The first appearance of Julius's SSK in 'Orchid' and the Lorraine Dietrich in 'Samurai'
In The Secret of the Samurai, which is set a couple of years earlier (when the SSK had not yet been built), Julius drove a blue Lorraine Dietrich (for which I also used a toy model for reference). But for The Brambletye Box, Jules is back with his red Mercedes.
The SSK followed by a Hispano-Suiza in The Brambletye Box
These days there is way more reference available online (I even visited an actual SSK at Beaulieu a couple of years ago), so I've been able to be a little more accurate with some of the car's details. I'm not going overboard - I don't need the drawings to take any longer than they already do. As I've improved I don't need a model for every car - Lily's gold Bentley 3-Litre is drawn with just a sheet of photo reference at hand.

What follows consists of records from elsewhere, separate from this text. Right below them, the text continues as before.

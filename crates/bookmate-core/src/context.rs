use crate::database::Database;
use crate::login_data::LoginData;
use crate::meta::{DatabaseMeta, SavedDatabaseEntry};
use crate::preferences::Preferences;
use crate::provider::ProviderRegistry;
use crate::tracker::{DatabaseTracker, SAVED_DATABASES_KEY};
use std::io;
use std::sync::{Mutex, MutexGuard};
use tracing::{info, warn};

/// Process-wide state handed to the launcher and the shell.
///
/// Built once at startup and persisted by its owner at shutdown.
pub struct AppContext {
    registry: ProviderRegistry,
    tracker: DatabaseTracker,
    login_data: Mutex<LoginData>,
    preferences: Mutex<Preferences>,
}

impl AppContext {
    pub fn new(registry: ProviderRegistry, preferences: Preferences) -> Self {
        Self {
            registry,
            tracker: DatabaseTracker::new(),
            login_data: Mutex::new(LoginData::new()),
            preferences: Mutex::new(preferences),
        }
    }

    /// Restores the tracker and login data from `preferences`.
    pub fn load(registry: ProviderRegistry, preferences: Preferences) -> Self {
        let entries = preferences
            .get::<Vec<SavedDatabaseEntry>>(SAVED_DATABASES_KEY)
            .unwrap_or_default();
        let tracker = DatabaseTracker::restore(&entries, &registry);
        let login_data = LoginData::load(&preferences, &registry);
        for meta in login_data.saved_databases() {
            tracker.add_database(meta);
        }
        info!(
            saved = tracker.saved_databases().len(),
            auto_login = login_data.is_auto_login(),
            "Restored application context"
        );
        Self {
            registry,
            tracker,
            login_data: Mutex::new(login_data),
            preferences: Mutex::new(preferences),
        }
    }

    pub fn registry(&self) -> &ProviderRegistry {
        &self.registry
    }

    pub fn tracker(&self) -> &DatabaseTracker {
        &self.tracker
    }

    pub fn login_data(&self) -> MutexGuard<'_, LoginData> {
        self.login_data.lock().unwrap_or_else(|e| e.into_inner())
    }

    pub fn preferences(&self) -> MutexGuard<'_, Preferences> {
        self.preferences.lock().unwrap_or_else(|e| e.into_inner())
    }

    /// Writes tracker and login data back into the preference store and saves it.
    pub fn persist(&self) -> io::Result<()> {
        let login_data = self.login_data().clone();
        let entries = self.tracker.entries();
        let mut preferences = self.preferences();
        preferences
            .set(SAVED_DATABASES_KEY, &entries)
            .map_err(io::Error::other)?;
        login_data.store(&mut preferences).map_err(io::Error::other)?;
        if preferences.is_dirty() {
            preferences.save()?;
        }
        Ok(())
    }

    /// Drops `meta` from both the tracker and the login screen's saved list.
    /// Returns whether either of them knew it.
    pub fn forget_database(&self, meta: &DatabaseMeta) -> bool {
        let untracked = self.tracker.remove_database(meta);
        let forgotten = self.login_data().forget(meta);
        if untracked || forgotten {
            info!(url = %meta.url(), "Forgot database");
        }
        untracked || forgotten
    }

    pub fn close_database(&self, database: &dyn Database) {
        if let Err(err) = database.close() {
            warn!(url = %database.meta().url(), "Failed to close database: {err}");
        }
        self.tracker.on_closing(database.meta());
    }
}

#[cfg(test)]
mod tests {
    use super::*;
    use crate::provider::testing::FakeProvider;
    use std::path::PathBuf;
    use std::sync::Arc;
    use std::time::{SystemTime, UNIX_EPOCH};

    fn unique_temp_file(name: &str) -> PathBuf {
        let nanos = SystemTime::now()
            .duration_since(UNIX_EPOCH)
            .expect("clock should be after epoch")
            .as_nanos();
        std::env::temp_dir().join(format!("bookmate_test_{name}_{nanos}.json"))
    }

    fn registry() -> ProviderRegistry {
        let mut registry = ProviderRegistry::new();
        registry.register(Arc::new(FakeProvider::new("fake", true)));
        registry
    }

    #[test]
    fn persist_then_load_restores_tracker_and_login_data() {
        let path = unique_temp_file("context");
        let context = AppContext::load(registry(), Preferences::load(&path));
        let a = DatabaseMeta::new("/tmp/a.json", "a", "fake", []);
        let b = DatabaseMeta::new("/tmp/b.json", "b", "fake", []);
        context.tracker().add_database(&a);
        {
            let mut login = context.login_data();
            login.remember(&b);
            login.set_selected_database(Some(&b)).expect("select b");
        }
        context.persist().expect("persist context");

        let restored = AppContext::load(registry(), Preferences::load(&path));
        assert_eq!(restored.tracker().saved_databases(), vec![a, b.clone()]);
        assert_eq!(restored.login_data().selected_database(), Some(&b));

        let _ = std::fs::remove_file(path);
    }

    #[test]
    fn forgotten_database_stays_gone_after_reload() {
        let path = unique_temp_file("context_forget");
        let context = AppContext::load(registry(), Preferences::load(&path));
        let a = DatabaseMeta::new("/tmp/a.json", "a", "fake", []);
        let b = DatabaseMeta::new("/tmp/b.json", "b", "fake", []);
        for meta in [&a, &b] {
            context.tracker().add_database(meta);
            context.login_data().remember(meta);
        }
        context
            .login_data()
            .set_selected_database(Some(&b))
            .expect("select b");
        context.persist().expect("first persist");

        assert!(context.forget_database(&a));
        assert!(!context.forget_database(&a));
        context.persist().expect("second persist");

        let restored = AppContext::load(registry(), Preferences::load(&path));
        assert_eq!(restored.tracker().saved_databases(), vec![b.clone()]);
        assert_eq!(restored.login_data().saved_databases(), &[b.clone()]);
        assert_eq!(restored.login_data().selected_database(), Some(&b));

        let _ = std::fs::remove_file(path);
    }

    #[test]
    fn close_database_marks_it_unused() {
        let context = AppContext::new(registry(), Preferences::in_memory());
        let provider = context.registry().get("fake").expect("fake provider");
        let meta = provider.meta_for("/tmp/c.json").expect("meta");
        let db = provider
            .open(&meta, &Default::default(), Default::default())
            .expect("open fake db");
        context.tracker().on_using(&meta);

        context.close_database(db.as_ref());

        assert!(db.is_closed());
        assert!(!context.tracker().is_database_used(&meta));
    }
}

Lily's gold Bentley 3-Litre
An editor once asked me what I found most difficult to draw - my answer was "cars". A month or so later I submitted the first chapter of my comic for him and there, on page one, panel one, was a big white Bentley Continental. "I thought you wanted to avoid drawing cars?", he asked. But that's kind of why I put it in there. I have this little bee in my head that says "you can draw anything", and when I know something will be difficult I find myself writing it in, almost as a challenge.
A Bentley Continental from 'Charlie Jefferson and the Tomb of Nazaleod' for The DFC
This is something that so-called 'A.I. artists' will never understand, and A.I. can never reproduce. It is not just the finished result, it is the process, the choices, the mistakes, the challenge, the struggle, the effort, the evolution - the human being - that makes the finished art. (And, still on A.I., beware the amount of A.I.-rendered cars now online - they're not accurate!)

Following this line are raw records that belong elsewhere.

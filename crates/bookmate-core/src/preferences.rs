//! Typed key/value preference store persisted as a single JSON object.
//!
//! Loading never fails: a missing file starts empty, and an unreadable or
//! corrupt one starts empty too while remembering why, so the shell can tell
//! the user once. Values with an outdated shape read back as `None`.

use serde::Serialize;
use serde::de::DeserializeOwned;
use serde_json::{Map, Value};
use std::fs;
use std::io;
use std::path::{Path, PathBuf};
use tracing::{debug, info, warn};

#[derive(Debug, Clone)]
pub struct Preferences {
    path: PathBuf,
    values: Map<String, Value>,
    load_error: Option<String>,
    dirty: bool,
}

impl Preferences {
    pub fn in_memory() -> Self {
        Self {
            path: PathBuf::new(),
            values: Map::new(),
            load_error: None,
            dirty: false,
        }
    }

    pub fn load(path: &Path) -> Self {
        let mut prefs = Self {
            path: path.to_path_buf(),
            ..Self::in_memory()
        };
        let contents = match fs::read_to_string(path) {
            Ok(data) => data,
            Err(err) if err.kind() == io::ErrorKind::NotFound => {
                debug!(path = %path.display(), "No preference file yet; starting empty");
                return prefs;
            }
            Err(err) => {
                warn!(path = %path.display(), "Failed to read preferences: {err}");
                prefs.load_error = Some(err.to_string());
                return prefs;
            }
        };
        match serde_json::from_str::<Map<String, Value>>(&contents) {
            Ok(values) => {
                info!(path = %path.display(), keys = values.len(), "Loaded preferences");
                prefs.values = values;
            }
            Err(err) => {
                warn!(path = %path.display(), "Invalid preference JSON; using defaults: {err}");
                prefs.load_error = Some(err.to_string());
            }
        }
        prefs
    }

    pub fn path(&self) -> &Path {
        &self.path
    }

    /// Why the backing file could not be used, if it could not.
    pub fn load_error(&self) -> Option<&str> {
        self.load_error.as_deref()
    }

    pub fn get<T: DeserializeOwned>(&self, key: &str) -> Option<T> {
        let value = self.values.get(key)?;
        match serde_json::from_value(value.clone()) {
            Ok(parsed) => Some(parsed),
            Err(err) => {
                warn!(%key, "Ignoring preference with unexpected shape: {err}");
                None
            }
        }
    }

    pub fn set<T: Serialize>(&mut self, key: &str, value: &T) -> serde_json::Result<()> {
        let value = serde_json::to_value(value)?;
        if self.values.get(key) != Some(&value) {
            self.values.insert(key.to_string(), value);
            self.dirty = true;
        }
        Ok(())
    }

    pub fn is_dirty(&self) -> bool {
        self.dirty
    }

    /// Writes the store next to its target and renames it into place.
    /// In-memory stores have no path and are never written.
    pub fn save(&mut self) -> io::Result<()> {
        if self.path.as_os_str().is_empty() {
            self.dirty = false;
            return Ok(());
        }
        if let Some(parent) = self.path.parent().filter(|p| !p.as_os_str().is_empty()) {
            fs::create_dir_all(parent)?;
        }
        let contents = serde_json::to_string_pretty(&self.values).map_err(io::Error::other)?;
        let tmp_path = self.path.with_extension("json.tmp");
        fs::write(&tmp_path, contents)?;
        fs::rename(&tmp_path, &self.path)?;
        self.dirty = false;
        self.load_error = None;
        debug!(path = %self.path.display(), "Saved preferences");
        Ok(())
    }
}

#[cfg(test)]
mod tests {
    use super::*;
    use std::time::{SystemTime, UNIX_EPOCH};

    fn unique_temp_file(name: &str) -> PathBuf {
        let nanos = SystemTime::now()
            .duration_since(UNIX_EPOCH)
            .expect("clock should be after epoch")
            .as_nanos();
        std::env::temp_dir().join(format!("bookmate_test_{name}_{nanos}.json"))
    }

    #[test]
    fn missing_file_starts_empty_without_error() {
        let prefs = Preferences::load(&unique_temp_file("missing"));
        assert!(prefs.load_error().is_none());
        assert_eq!(prefs.get::<serde_json::Value>("anything"), None);
    }

    #[test]
    fn corrupt_file_falls_back_and_records_error() {
        let path = unique_temp_file("corrupt");
        fs::write(&path, "{ not json").expect("write corrupt prefs");

        let prefs = Preferences::load(&path);
        assert!(prefs.load_error().is_some());
        assert_eq!(prefs.path(), path.as_path());
        assert_eq!(prefs.get::<serde_json::Value>("login_data_2_0"), None);

        let _ = fs::remove_file(path);
    }

    #[test]
    fn values_survive_save_and_reload() {
        let path = unique_temp_file("roundtrip");
        let mut prefs = Preferences::load(&path);
        prefs.set("answer", &42u32).expect("set answer");
        assert!(prefs.is_dirty());
        prefs.save().expect("save prefs");
        assert!(!prefs.is_dirty());

        let reloaded = Preferences::load(&path);
        assert_eq!(reloaded.get::<u32>("answer"), Some(42));

        let _ = fs::remove_file(path);
    }

    #[test]
    fn mismatched_shape_reads_as_none() {
        let mut prefs = Preferences::in_memory();
        prefs.set("answer", &"forty-two").expect("set string");
        assert_eq!(prefs.get::<u32>("answer"), None);
        assert_eq!(prefs.get::<String>("answer").as_deref(), Some("forty-two"));
    }

    #[test]
    fn setting_same_value_does_not_mark_dirty() {
        let mut prefs = Preferences::in_memory();
        prefs.set("flag", &true).expect("set flag");
        prefs.save().expect("in-memory save is a no-op");
        prefs.set("flag", &true).expect("set flag again");
        assert!(!prefs.is_dirty());
        prefs.set("flag", &false).expect("change flag");
        assert!(prefs.is_dirty());
    }
}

That Bentley was more modern, and I do find them particularly hard, all curves and streamlined. 1920's cars are a little more boxy - but also more beautiful in my eyes. The SSK is a work of art.

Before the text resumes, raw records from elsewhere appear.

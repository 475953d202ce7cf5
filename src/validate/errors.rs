//! Validation error taxonomy.
//!
//! Error kinds and codes:
//! - Parse               MODEL_PARSE_FAILED
//! - TypeCoercion        MODEL_TYPE_COERCION
//! - ConstraintViolation MODEL_CONSTRAINT_VIOLATION
//! - CustomValidator     MODEL_CUSTOM_VALIDATOR
//! - Missing             MODEL_FIELD_MISSING
//! - ExtraForbidden      MODEL_EXTRA_FORBIDDEN
//! - UnionMismatch       MODEL_UNION_MISMATCH
//! - RecursionLimit      MODEL_RECURSION_LIMIT
//!
//! One validation call accumulates one error per failing field — within a
//! single field only the first violated rule is reported. The caller
//! receives the full batch as a [`ValidationFailure`].

use serde_json::{json, Value};
use std::fmt;

/// Machine-readable error kind.
#[derive(Debug, Clone, Copy, PartialEq, Eq)]
pub enum ErrorKind {
    /// Malformed raw JSON text, before any field validation
    Parse,
    /// Value cannot convert to the declared type
    TypeCoercion,
    /// Value converts but violates a bound, pattern, length, or uniqueness rule
    ConstraintViolation,
    /// A user hook rejected the value
    CustomValidator,
    /// A required field or parameter is absent
    Missing,
    /// An unknown input key under strict extra-field handling
    ExtraForbidden,
    /// No union alternative accepted the value
    UnionMismatch,
    /// Nested-model depth exceeded the configured maximum
    RecursionLimit,
}

impl ErrorKind {
    /// Returns the stable string code.
    pub fn code(&self) -> &'static str {
        match self {
            ErrorKind::Parse => "MODEL_PARSE_FAILED",
            ErrorKind::TypeCoercion => "MODEL_TYPE_COERCION",
            ErrorKind::ConstraintViolation => "MODEL_CONSTRAINT_VIOLATION",
            ErrorKind::CustomValidator => "MODEL_CUSTOM_VALIDATOR",
            ErrorKind::Missing => "MODEL_FIELD_MISSING",
            ErrorKind::ExtraForbidden => "MODEL_EXTRA_FORBIDDEN",
            ErrorKind::UnionMismatch => "MODEL_UNION_MISMATCH",
            ErrorKind::RecursionLimit => "MODEL_RECURSION_LIMIT",
        }
    }

    /// True for kinds that abort the surrounding call rather than
    /// accumulating alongside other field errors.
    pub fn is_fatal(&self) -> bool {
        matches!(self, ErrorKind::RecursionLimit)
    }
}

impl fmt::Display for ErrorKind {
    fn fmt(&self, f: &mut fmt::Formatter<'_>) -> fmt::Result {
        write!(f, "{}", self.code())
    }
}

/// A single validation failure at one field path.
#[derive(Debug, Clone)]
pub struct ValidationError {
    /// Dotted/indexed field path, e.g. `items.0.name`
    pub path: String,
    /// Human-readable message
    pub message: String,
    /// Machine-readable kind
    pub kind: ErrorKind,
    /// The offending raw value, when one exists
    pub value: Option<Value>,
}

impl ValidationError {
    /// A required field or parameter is absent.
    pub fn missing(path: impl Into<String>) -> Self {
        Self {
            path: path.into(),
            message: "field is required".into(),
            kind: ErrorKind::Missing,
            value: None,
        }
    }

    /// The value has the wrong type for the declaration.
    pub fn type_mismatch(path: impl Into<String>, expected: &str, value: &Value) -> Self {
        Self {
            path: path.into(),
            message: format!("expected {}, got {}", expected, json_type_name(value)),
            kind: ErrorKind::TypeCoercion,
            value: Some(value.clone()),
        }
    }

    /// The value converts but violates a constraint.
    pub fn constraint(path: impl Into<String>, message: impl Into<String>, value: &Value) -> Self {
        Self {
            path: path.into(),
            message: message.into(),
            kind: ErrorKind::ConstraintViolation,
            value: Some(value.clone()),
        }
    }

    /// A user hook rejected the value.
    pub fn custom(path: impl Into<String>, message: impl Into<String>, value: Option<Value>) -> Self {
        Self {
            path: path.into(),
            message: message.into(),
            kind: ErrorKind::CustomValidator,
            value,
        }
    }

    /// An unknown input key under strict extra-field handling.
    pub fn extra_forbidden(path: impl Into<String>) -> Self {
        Self {
            path: path.into(),
            message: "unknown field".into(),
            kind: ErrorKind::ExtraForbidden,
            value: None,
        }
    }

    /// Malformed raw JSON text.
    pub fn parse(path: impl Into<String>, reason: impl Into<String>) -> Self {
        Self {
            path: path.into(),
            message: format!("invalid JSON: {}", reason.into()),
            kind: ErrorKind::Parse,
            value: None,
        }
    }

    /// No union alternative accepted the value.
    pub fn union_mismatch(path: impl Into<String>, reasons: &[String], value: &Value) -> Self {
        Self {
            path: path.into(),
            message: format!("no union alternative matched: {}", reasons.join("; ")),
            kind: ErrorKind::UnionMismatch,
            value: Some(value.clone()),
        }
    }

    /// Nested-model depth exceeded the configured maximum.
    pub fn recursion_limit(path: impl Into<String>, max_depth: usize) -> Self {
        Self {
            path: path.into(),
            message: format!("nesting exceeds maximum depth {}", max_depth),
            kind: ErrorKind::RecursionLimit,
            value: None,
        }
    }

    /// Returns a `{path, message, kind}` record.
    pub fn to_value(&self) -> Value {
        json!({
            "path": self.path,
            "message": self.message,
            "kind": self.kind.code(),
        })
    }
}

impl fmt::Display for ValidationError {
    fn fmt(&self, f: &mut fmt::Formatter<'_>) -> fmt::Result {
        let path = if self.path.is_empty() { "$root" } else { &self.path };
        write!(f, "{}: {} [{}]", path, self.message, self.kind.code())
    }
}

/// The aggregate failure raised to callers: every failing field from one
/// validation call, never only the first.
#[derive(Debug, Clone)]
pub struct ValidationFailure {
    subject: String,
    errors: Vec<ValidationError>,
}

impl ValidationFailure {
    /// Builds a failure for the given model or handler name.
    pub fn new(subject: impl Into<String>, errors: Vec<ValidationError>) -> Self {
        Self {
            subject: subject.into(),
            errors,
        }
    }

    /// Builds a failure from a single error.
    pub fn single(subject: impl Into<String>, error: ValidationError) -> Self {
        Self::new(subject, vec![error])
    }

    /// The model or handler the call was validating.
    pub fn subject(&self) -> &str {
        &self.subject
    }

    /// Every accumulated error, in field order.
    pub fn errors(&self) -> &[ValidationError] {
        &self.errors
    }

    /// Number of accumulated errors.
    pub fn error_count(&self) -> usize {
        self.errors.len()
    }

    /// Returns the errors as a JSON array of `{path, message, kind}` records.
    pub fn to_value(&self) -> Value {
        Value::Array(self.errors.iter().map(ValidationError::to_value).collect())
    }
}

impl fmt::Display for ValidationFailure {
    fn fmt(&self, f: &mut fmt::Formatter<'_>) -> fmt::Result {
        writeln!(
            f,
            "validation of '{}' failed with {} error(s):",
            self.subject,
            self.errors.len()
        )?;
        for err in &self.errors {
            writeln!(f, "  {}", err)?;
        }
        Ok(())
    }
}

impl std::error::Error for ValidationFailure {}

/// Returns the JSON type name for error messages.
pub fn json_type_name(value: &Value) -> &'static str {
    match value {
        Value::Null => "null",
        Value::Bool(_) => "bool",
        Value::Number(n) => {
            if n.is_i64() || n.is_u64() {
                "int"
            } else {
                "float"
            }
        }
        Value::String(_) => "str",
        Value::Array(_) => "list",
        Value::Object(_) => "object",
    }
}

The Mercedes SSK at Beaulieu, once owned by Sir Peter Ustinov
Only recently I discovered the SSK featured as another comic character's car of choice - or in his animated version anyway (I'm not sure about the original manga) - Lupin III drives, and regularly crashes, a yellow Mercedes SSK. This has been eclipsed somewhat by the Fiat 500 he drives in his most famous outing, Miyazaki's Castle of Cagliostro.
Lupin in his yellow SSK
I'm very happy to have that link, in a similar way to when I chose the Breguet 280T as the aircraft that takes Jules and co. to India in The Rainbow Orchid, only to discover, on a later visit to Angouleme, that this uncommon aircraft had also been featured in pioneer French comic character Bécassine's adventures (Bécassine en Aeroplane, 1930).
Bécassine with a 280T, and Nathaniel Crumpole with a 280T
Anyway, in line with this bee in my head to challenge myself, I've crazily written a car chase into The Brambletye Box (a Hispano-Suiza H6 chasing the SSK down the A22), and that's what I'm drawing at the moment. It's enjoyable - but definitely another challenge!